RECORD EXTRACTS:
-------------------------

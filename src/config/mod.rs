//! Application configuration merged from CLI, environment, and file layers.
//!
//! Each source produces a [`PartialConfig`]. [`merge`] folds them with
//! ortho-config's layered composer into one [`EffectiveConfig`].
//!
//! # Precedence
//!
//! Configuration values are resolved per field with the following precedence
//! (lowest to highest):
//!
//! 1. **Defaults** – `since = -7d`, the public GitHub API, four concurrent
//!    repository fetches, and the `stub` summarizer
//! 2. **Configuration file** – `~/.prtool.yaml` or the path given with
//!    `--config`
//! 3. **Environment variables** – `PRTOOL_*`
//! 4. **Command-line arguments**
//!
//! Blank strings in any layer count as unset and fall through. When no layer
//! supplies a token, the legacy `GITHUB_TOKEN` variable is used.
//!
//! # Configuration File
//!
//! ```yaml
//! github_token: ghp_example
//! org: acme
//! since: -14d
//! llm_provider: openai
//! llm_api_key: sk-example
//! ```

mod environment;
mod file;

pub use environment::{from_env_with, from_process_env};
pub use file::{
    CONFIG_FILE_NAME, default_config_path, expand_home, load_explicit_file, load_file,
};

use camino::{Utf8Path, Utf8PathBuf};
use ortho_config::{MergeComposer, OrthoConfig};
use serde::{Deserialize, Serialize};
use url::Url;

use crate::github::error::IntakeError;
use crate::github::locator::{DEFAULT_API_BASE, PersonalAccessToken, parse_api_base};
use crate::time_window::DEFAULT_SINCE;

/// Default number of repositories fetched concurrently.
pub const DEFAULT_MAX_CONCURRENCY: usize = 4;

/// Summarizer used when none is configured.
pub const DEFAULT_LLM_PROVIDER: &str = "stub";

/// One configuration source; every field is optional.
///
/// Flags are `Option<bool>` so that "not given" differs from "false".
#[derive(Debug, Clone, Default, PartialEq, Eq, Serialize, Deserialize)]
#[serde(default)]
pub struct PartialConfig {
    /// Personal access token for the GitHub API.
    #[serde(skip_serializing_if = "Option::is_none")]
    pub github_token: Option<String>,
    /// Organization scope.
    #[serde(skip_serializing_if = "Option::is_none")]
    pub org: Option<String>,
    /// Comma-separated `org/team` list.
    #[serde(skip_serializing_if = "Option::is_none")]
    pub team: Option<String>,
    /// User scope.
    #[serde(skip_serializing_if = "Option::is_none")]
    pub user: Option<String>,
    /// Single `owner/repo` scope.
    #[serde(skip_serializing_if = "Option::is_none")]
    pub repo: Option<String>,
    /// Relative time window such as `-7d`.
    #[serde(skip_serializing_if = "Option::is_none")]
    pub since: Option<String>,
    /// Summarizer provider: `stub`, `openai`, or `ollama`.
    #[serde(skip_serializing_if = "Option::is_none")]
    pub llm_provider: Option<String>,
    /// API key for the summarizer provider.
    #[serde(skip_serializing_if = "Option::is_none")]
    pub llm_api_key: Option<String>,
    /// Model name passed to the summarizer provider.
    #[serde(skip_serializing_if = "Option::is_none")]
    pub llm_model: Option<String>,
    /// Base URL of the summarizer provider.
    #[serde(skip_serializing_if = "Option::is_none")]
    pub llm_base_url: Option<String>,
    /// Path to a file whose contents replace the built-in prompt.
    #[serde(skip_serializing_if = "Option::is_none")]
    pub prompt: Option<String>,
    /// Path the report is written to instead of stdout.
    #[serde(skip_serializing_if = "Option::is_none")]
    pub output: Option<String>,
    /// Path logs are written to instead of stderr.
    #[serde(skip_serializing_if = "Option::is_none")]
    pub log_file: Option<String>,
    /// GitHub API base URL.
    #[serde(skip_serializing_if = "Option::is_none")]
    pub github_api_url: Option<String>,
    /// Upper bound on repositories fetched at once.
    #[serde(skip_serializing_if = "Option::is_none")]
    pub max_concurrency: Option<usize>,
    /// Print a table of matching pull requests instead of a report.
    #[serde(skip_serializing_if = "Option::is_none")]
    pub dry_run: Option<bool>,
    /// Log progress at `info` level.
    #[serde(skip_serializing_if = "Option::is_none")]
    pub verbose: Option<bool>,
    /// Plain log output without timestamps or colour.
    #[serde(skip_serializing_if = "Option::is_none")]
    pub ci: Option<bool>,
    /// Value of the legacy `GITHUB_TOKEN` variable; used only when no layer
    /// sets `github_token`.
    #[serde(skip)]
    pub legacy_github_token: Option<String>,
}

impl PartialConfig {
    /// Returns a copy with every string trimmed and blank strings removed.
    #[must_use]
    pub fn normalised(&self) -> Self {
        Self {
            github_token: non_blank(self.github_token.as_deref()),
            org: non_blank(self.org.as_deref()),
            team: non_blank(self.team.as_deref()),
            user: non_blank(self.user.as_deref()),
            repo: non_blank(self.repo.as_deref()),
            since: non_blank(self.since.as_deref()),
            llm_provider: non_blank(self.llm_provider.as_deref()),
            llm_api_key: non_blank(self.llm_api_key.as_deref()),
            llm_model: non_blank(self.llm_model.as_deref()),
            llm_base_url: non_blank(self.llm_base_url.as_deref()),
            prompt: non_blank(self.prompt.as_deref()),
            output: non_blank(self.output.as_deref()),
            log_file: non_blank(self.log_file.as_deref()),
            github_api_url: non_blank(self.github_api_url.as_deref()),
            max_concurrency: self.max_concurrency,
            dry_run: self.dry_run,
            verbose: self.verbose,
            ci: self.ci,
            legacy_github_token: non_blank(self.legacy_github_token.as_deref()),
        }
    }

    /// Serialises the normalised layer for the merge composer.
    ///
    /// # Errors
    ///
    /// Returns [`IntakeError::Configuration`] if serialisation fails.
    pub fn to_layer(&self) -> Result<serde_json::Value, IntakeError> {
        serde_json::to_value(self.normalised()).map_err(|error| IntakeError::Configuration {
            message: format!("failed to serialise configuration layer: {error}"),
        })
    }
}

fn non_blank(value: Option<&str>) -> Option<String> {
    value
        .map(str::trim)
        .filter(|trimmed| !trimmed.is_empty())
        .map(ToOwned::to_owned)
}

/// Layered configuration as merged by ortho-config.
///
/// # Environment Variables
///
/// Every field maps to `PRTOOL_<FIELD>`, e.g. `PRTOOL_ORG` or
/// `PRTOOL_MAX_CONCURRENCY`. The environment layer is read by
/// [`from_env_with`] so that flags accept `true/false/1/0/yes/no`.
#[derive(Debug, Clone, Deserialize, Serialize, OrthoConfig)]
#[serde(default)]
#[ortho_config(prefix = "PRTOOL")]
pub struct PrtoolConfig {
    /// Personal access token for the GitHub API.
    #[ortho_config(cli_short = 't')]
    pub github_token: Option<String>,
    /// Organization scope.
    #[ortho_config(cli_short = 'o')]
    pub org: Option<String>,
    /// Comma-separated `org/team` list.
    #[ortho_config(cli_short = 'T')]
    pub team: Option<String>,
    /// User scope.
    #[ortho_config(cli_short = 'u')]
    pub user: Option<String>,
    /// Single `owner/repo` scope.
    #[ortho_config(cli_short = 'r')]
    pub repo: Option<String>,
    /// Relative time window.
    #[ortho_config(cli_short = 's')]
    pub since: String,
    /// Summarizer provider.
    #[ortho_config(cli_short = 'p')]
    pub llm_provider: String,
    /// Summarizer API key.
    #[ortho_config(cli_short = 'k')]
    pub llm_api_key: Option<String>,
    /// Summarizer model.
    #[ortho_config(cli_short = 'm')]
    pub llm_model: Option<String>,
    /// Summarizer base URL.
    #[ortho_config(cli_short = 'b')]
    pub llm_base_url: Option<String>,
    /// Prompt file path.
    #[ortho_config(cli_short = 'P')]
    pub prompt: Option<String>,
    /// Output file path.
    #[ortho_config(cli_short = 'O')]
    pub output: Option<String>,
    /// Log file path.
    #[ortho_config(cli_short = 'l')]
    pub log_file: Option<String>,
    /// GitHub API base URL.
    #[ortho_config(cli_short = 'g')]
    pub github_api_url: String,
    /// Upper bound on repositories fetched at once.
    #[ortho_config(cli_short = 'c')]
    pub max_concurrency: usize,
    /// Dry-run flag.
    #[ortho_config(cli_short = 'd')]
    pub dry_run: bool,
    /// Verbose flag.
    #[ortho_config(cli_short = 'v')]
    pub verbose: bool,
    /// CI flag.
    #[ortho_config(cli_short = 'C')]
    pub ci: bool,
}

impl Default for PrtoolConfig {
    fn default() -> Self {
        Self {
            github_token: None,
            org: None,
            team: None,
            user: None,
            repo: None,
            since: DEFAULT_SINCE.to_owned(),
            llm_provider: DEFAULT_LLM_PROVIDER.to_owned(),
            llm_api_key: None,
            llm_model: None,
            llm_base_url: None,
            prompt: None,
            output: None,
            log_file: None,
            github_api_url: DEFAULT_API_BASE.to_owned(),
            max_concurrency: DEFAULT_MAX_CONCURRENCY,
            dry_run: false,
            verbose: false,
            ci: false,
        }
    }
}

/// Summarizer settings.
#[derive(Debug, Clone, PartialEq, Eq)]
pub struct LlmSettings {
    /// Provider name, lower-cased.
    pub provider: String,
    /// API key, if any.
    pub api_key: Option<String>,
    /// Model override, if any.
    pub model: Option<String>,
    /// Base URL override, if any.
    pub base_url: Option<String>,
}

impl Default for LlmSettings {
    fn default() -> Self {
        Self {
            provider: DEFAULT_LLM_PROVIDER.to_owned(),
            api_key: None,
            model: None,
            base_url: None,
        }
    }
}

/// Fully merged configuration for one run.
///
/// Scope exclusivity is enforced by [`crate::scope::validate`], not here.
#[derive(Debug, Clone, PartialEq, Eq)]
pub struct EffectiveConfig {
    /// Personal access token, if any layer supplied one.
    pub github_token: Option<String>,
    /// Organization scope.
    pub org: Option<String>,
    /// Team scope entries in `org/team` form.
    pub teams: Vec<String>,
    /// User scope.
    pub user: Option<String>,
    /// Repository scope in `owner/repo` form.
    pub repo: Option<String>,
    /// Relative time window.
    pub since: String,
    /// Summarizer settings.
    pub llm: LlmSettings,
    /// Prompt file path.
    pub prompt: Option<Utf8PathBuf>,
    /// Output file path; stdout when absent.
    pub output: Option<Utf8PathBuf>,
    /// Log file path; stderr when absent.
    pub log_file: Option<Utf8PathBuf>,
    /// GitHub API base URL.
    pub github_api_url: String,
    /// Upper bound on repositories fetched at once.
    pub max_concurrency: usize,
    /// Dry-run flag.
    pub dry_run: bool,
    /// Verbose flag.
    pub verbose: bool,
    /// CI flag.
    pub ci: bool,
}

impl Default for EffectiveConfig {
    fn default() -> Self {
        Self {
            github_token: None,
            org: None,
            teams: Vec::new(),
            user: None,
            repo: None,
            since: DEFAULT_SINCE.to_owned(),
            llm: LlmSettings::default(),
            prompt: None,
            output: None,
            log_file: None,
            github_api_url: DEFAULT_API_BASE.to_owned(),
            max_concurrency: DEFAULT_MAX_CONCURRENCY,
            dry_run: false,
            verbose: false,
            ci: false,
        }
    }
}

impl EffectiveConfig {
    /// Returns the validated personal access token.
    ///
    /// # Errors
    ///
    /// Returns [`IntakeError::MissingToken`] when no token was configured.
    pub fn token(&self) -> Result<PersonalAccessToken, IntakeError> {
        PersonalAccessToken::new(self.github_token.as_deref().unwrap_or_default())
    }

    /// Returns the parsed GitHub API base URL.
    ///
    /// # Errors
    ///
    /// Returns [`IntakeError::Configuration`] when the URL is unusable.
    pub fn api_base(&self) -> Result<Url, IntakeError> {
        parse_api_base(Some(&self.github_api_url))
    }

    /// Expands a leading `~` in the prompt, output, and log file paths.
    ///
    /// # Errors
    ///
    /// Returns [`IntakeError::Configuration`] when a path starts with `~` but
    /// no home directory is known.
    pub fn with_expanded_paths(self, home: Option<&Utf8Path>) -> Result<Self, IntakeError> {
        let expand = |path: Option<Utf8PathBuf>| {
            path.map(|value| expand_home(value.as_str(), home)).transpose()
        };
        Ok(Self {
            prompt: expand(self.prompt)?,
            output: expand(self.output)?,
            log_file: expand(self.log_file)?,
            ..self
        })
    }

    fn from_merged(merged: PrtoolConfig, legacy_token: Option<String>) -> Result<Self, IntakeError> {
        if merged.max_concurrency == 0 {
            return Err(IntakeError::Configuration {
                message: "max_concurrency must be at least 1".to_owned(),
            });
        }

        Ok(Self {
            github_token: merged.github_token.or(legacy_token),
            org: merged.org,
            teams: merged.team.as_deref().map(split_teams).unwrap_or_default(),
            user: merged.user,
            repo: merged.repo,
            since: merged.since,
            llm: LlmSettings {
                provider: merged.llm_provider.to_lowercase(),
                api_key: merged.llm_api_key,
                model: merged.llm_model,
                base_url: merged.llm_base_url,
            },
            prompt: merged.prompt.map(Utf8PathBuf::from),
            output: merged.output.map(Utf8PathBuf::from),
            log_file: merged.log_file.map(Utf8PathBuf::from),
            github_api_url: merged.github_api_url,
            max_concurrency: merged.max_concurrency,
            dry_run: merged.dry_run,
            verbose: merged.verbose,
            ci: merged.ci,
        })
    }
}

/// Splits a comma-separated team list, trimming entries and dropping blanks.
#[must_use]
pub fn split_teams(raw: &str) -> Vec<String> {
    raw.split(',')
        .map(str::trim)
        .filter(|entry| !entry.is_empty())
        .map(ToOwned::to_owned)
        .collect()
}

fn defaults_layer() -> Result<serde_json::Value, IntakeError> {
    serde_json::to_value(PrtoolConfig::default()).map_err(|error| IntakeError::Configuration {
        message: format!("failed to serialise configuration defaults: {error}"),
    })
}

/// Merges the three sources into one configuration.
///
/// Per field the CLI wins over the environment, which wins over the file,
/// which wins over the defaults.
///
/// # Errors
///
/// Returns [`IntakeError::Configuration`] when the layers cannot be merged or
/// `max_concurrency` is zero.
pub fn merge(
    cli: &PartialConfig,
    environment: &PartialConfig,
    file: &PartialConfig,
) -> Result<EffectiveConfig, IntakeError> {
    let mut composer = MergeComposer::new();
    composer.push_defaults(defaults_layer()?);
    composer.push_file(file.to_layer()?, None);
    composer.push_environment(environment.to_layer()?);
    composer.push_cli(cli.to_layer()?);

    let merged = PrtoolConfig::merge_from_layers(composer.layers()).map_err(|error| {
        IntakeError::Configuration {
            message: error.to_string(),
        }
    })?;

    let legacy_token = [cli, environment, file]
        .into_iter()
        .find_map(|layer| non_blank(layer.legacy_github_token.as_deref()));

    EffectiveConfig::from_merged(merged, legacy_token)
}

-------------------------

Return nothing but the lines from the start of the listing above through the line containing "pub const DEFAULT_LLM_PROVIDER: &str", exactly as given.

EXPECTED OUTPUT:
filename src/config/mod.rs
//! Application configuration merged from CLI, environment, and file layers.
//!
//! Each source produces a [`PartialConfig`]. [`merge`] folds them with
//! ortho-config's layered composer into one [`EffectiveConfig`].
//!
//! # Precedence
//!
//! Configuration values are resolved per field with the following precedence
//! (lowest to highest):
//!
//! 1. **Defaults** – `since = -7d`, the public GitHub API, four concurrent
//!    repository fetches, and the `stub` summarizer
//! 2. **Configuration file** – `~/.prtool.yaml` or the path given with
//!    `--config`
//! 3. **Environment variables** – `PRTOOL_*`
//! 4. **Command-line arguments**
//!
//! Blank strings in any layer count as unset and fall through. When no layer
//! supplies a token, the legacy `GITHUB_TOKEN` variable is used.
//!
//! # Configuration File
//!
//! ```yaml
//! github_token: ghp_example
//! org: acme
//! since: -14d
//! llm_provider: openai
//! llm_api_key: sk-example
//! ```

mod environment;
mod file;

pub use environment::{from_env_with, from_process_env};
pub use file::{
    CONFIG_FILE_NAME, default_config_path, expand_home, load_explicit_file, load_file,
};

use camino::{Utf8Path, Utf8PathBuf};
use ortho_config::{MergeComposer, OrthoConfig};
use serde::{Deserialize, Serialize};
use url::Url;

use crate::github::error::IntakeError;
use crate::github::locator::{DEFAULT_API_BASE, PersonalAccessToken, parse_api_base};
use crate::time_window::DEFAULT_SINCE;

/// Default number of repositories fetched concurrently.
pub const DEFAULT_MAX_CONCURRENCY: usize = 4;

/// Summarizer used when none is configured.
pub const DEFAULT_LLM_PROVIDER: &str = "stub";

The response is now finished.